◆ Task ◆
Each entry that appears below should be restated exactly as it is.

(Supplied entries begins)

/// Document for a work item.
///
/// The description is always the first section (empty when the field is
/// absent); repro info and acceptance criteria become extra sections only
/// when present. Metadata keys are omitted when the field is absent: an
/// absent key, not a null value, signals "unknown".
pub fn work_item_document(
    item: &WorkItem,
    organization_url: &str,
) -> Result<Document, SyncError> {
    let link = format!("{}/_workItems/edit/{}", organization_url, item.id);
    let updated_at = parse_timestamp(field_str(item, "System.ChangedDate").unwrap_or(""))?;

    let mut sections = vec![Section {
        link: link.clone(),
        text: field_str(item, "System.Description")
            .unwrap_or_default()
            .to_string(),
    }];
    for field in [
        "Microsoft.VSTS.TCM.SystemInfo",
        "Microsoft.VSTS.Common.AcceptanceCriteria",
    ] {
        if let Some(text) = field_str(item, field) {
            sections.push(Section {
                link: link.clone(),
                text: text.to_string(),
            });
        }
    }

    let semantic_identifier = match field_str(item, "System.Title") {
        Some(title) => title.to_string(),
        None => format!("Work Item {}", item.id),
    };

    let assigned_to = field_identity(item, "System.AssignedTo");

    let mut metadata = BTreeMap::new();
    for (key, field) in [
        ("state", "System.State"),
        ("type", "System.WorkItemType"),
        ("iteration", "System.IterationPath"),
        ("area", "System.AreaPath"),
    ] {
        if let Some(value) = field_str(item, field) {
            metadata.insert(key.to_string(), MetadataValue::from(value));
        }
    }
    match item.fields.get("Microsoft.VSTS.Common.Priority") {
        Some(Value::Number(priority)) => {
            metadata.insert("priority".to_string(), MetadataValue::from(priority.to_string()));
        }
        Some(Value::String(priority)) if !priority.is_empty() => {
            metadata.insert("priority".to_string(), MetadataValue::from(priority.clone()));
        }
        _ => {}
    }
    if let Some(tags) = field_str(item, "System.Tags") {
        let tags: Vec<String> = tags
            .split(';')
            .map(|t| t.trim().to_string())
            .filter(|t| !t.is_empty())
            .collect();
        if !tags.is_empty() {
            metadata.insert("tags".to_string(), MetadataValue::List(tags));
        }
    }
    if let Some(owner) = &assigned_to {
        metadata.insert(
            "assigned_to".to_string(),
            MetadataValue::from(owner.display_name.clone()),
        );
    }

    let mut owners = Vec::new();
    if let Some(creator) = field_identity(item, "System.CreatedBy") {
        owners.push(creator);
    }
    if let Some(assignee) = assigned_to {
        owners.push(assignee);
    }

    Ok(Document {
        id: link,
        sections,
        semantic_identifier,
        updated_at,
        owners,
        metadata,
    })
}

/// Non-empty string value of a work-item field.
fn field_str<'a>(item: &'a WorkItem, key: &str) -> Option<&'a str> {
    item.fields
        .get(key)
        .and_then(Value::as_str)
        .filter(|s| !s.is_empty())
}

/// Identity-typed work-item field as an [`Owner`]. A present-but-empty
/// identity counts as no owner.
fn field_identity(item: &WorkItem, key: &str) -> Option<Owner> {
    let name = item.fields.get(key)?.get("displayName")?.as_str()?.trim();
    if name.is_empty() {
        None
    } else {
        Some(Owner {
            display_name: name.to_string(),
        })
    }
}

fn identity_owner(identity: &Identity) -> Option<Owner> {
    let name = identity.display_name.as_deref()?.trim();
    if name.is_empty() {
        None
    } else {
        Some(Owner {
            display_name: name.to_string(),
        })
    }
}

(Supplied entries ends)

◆ Response ◆
/// Document for a work item.
///
/// The description is always the first section (empty when the field is
/// absent); repro info and acceptance criteria become extra sections only
/// when present. Metadata keys are omitted when the field is absent: an
/// absent key, not a null value, signals "unknown".
pub fn work_item_document(
    item: &WorkItem,
    organization_url: &str,
) -> Result<Document, SyncError> {
    let link = format!("{}/_workItems/edit/{}", organization_url, item.id);
    let updated_at = parse_timestamp(field_str(item, "System.ChangedDate").unwrap_or(""))?;

    let mut sections = vec![Section {
        link: link.clone(),
        text: field_str(item, "System.Description")
            .unwrap_or_default()
            .to_string(),
    }];
    for field in [
        "Microsoft.VSTS.TCM.SystemInfo",
        "Microsoft.VSTS.Common.AcceptanceCriteria",
    ] {
        if let Some(text) = field_str(item, field) {
            sections.push(Section {
                link: link.clone(),
                text: text.to_string(),
            });
        }
    }

    let semantic_identifier = match field_str(item, "System.Title") {
        Some(title) => title.to_string(),
        None => format!("Work Item {}", item.id),
    };

    let assigned_to = field_identity(item, "System.AssignedTo");

    let mut metadata = BTreeMap::new();
    for (key, field) in [
        ("state", "System.State"),
        ("type", "System.WorkItemType"),
        ("iteration", "System.IterationPath"),
        ("area", "System.AreaPath"),
    ] {
        if let Some(value) = field_str(item, field) {
            metadata.insert(key.to_string(), MetadataValue::from(value));
        }
    }
    match item.fields.get("Microsoft.VSTS.Common.Priority") {
        Some(Value::Number(priority)) => {
            metadata.insert("priority".to_string(), MetadataValue::from(priority.to_string()));
        }
        Some(Value::String(priority)) if !priority.is_empty() => {
            metadata.insert("priority".to_string(), MetadataValue::from(priority.clone()));
        }
        _ => {}
    }
    if let Some(tags) = field_str(item, "System.Tags") {
        let tags: Vec<String> = tags
            .split(';')
            .map(|t| t.trim().to_string())
            .filter(|t| !t.is_empty())
            .collect();
        if !tags.is_empty() {
            metadata.insert("tags".to_string(), MetadataValue::List(tags));
        }
    }
    if let Some(owner) = &assigned_to {
        metadata.insert(
            "assigned_to".to_string(),
            MetadataValue::from(owner.display_name.clone()),
        );
    }

    let mut owners = Vec::new();
    if let Some(creator) = field_identity(item, "System.CreatedBy") {
        owners.push(creator);
    }
    if let Some(assignee) = assigned_to {
        owners.push(assignee);
    }

    Ok(Document {
        id: link,
        sections,
        semantic_identifier,
        updated_at,
        owners,
        metadata,
    })
}

/// Non-empty string value of a work-item field.
fn field_str<'a>(item: &'a WorkItem, key: &str) -> Option<&'a str> {
    item.fields
        .get(key)
        .and_then(Value::as_str)
        .filter(|s| !s.is_empty())
}

/// Identity-typed work-item field as an [`Owner`]. A present-but-empty
/// identity counts as no owner.
fn field_identity(item: &WorkItem, key: &str) -> Option<Owner> {
    let name = item.fields.get(key)?.get("displayName")?.as_str()?.trim();
    if name.is_empty() {
        None
    } else {
        Some(Owner {
            display_name: name.to_string(),
        })
    }
}

fn identity_owner(identity: &Identity) -> Option<Owner> {
    let name = identity.display_name.as_deref()?.trim();
    if name.is_empty() {
        None
    } else {
        Some(Owner {
            display_name: name.to_string(),
        })
    }
}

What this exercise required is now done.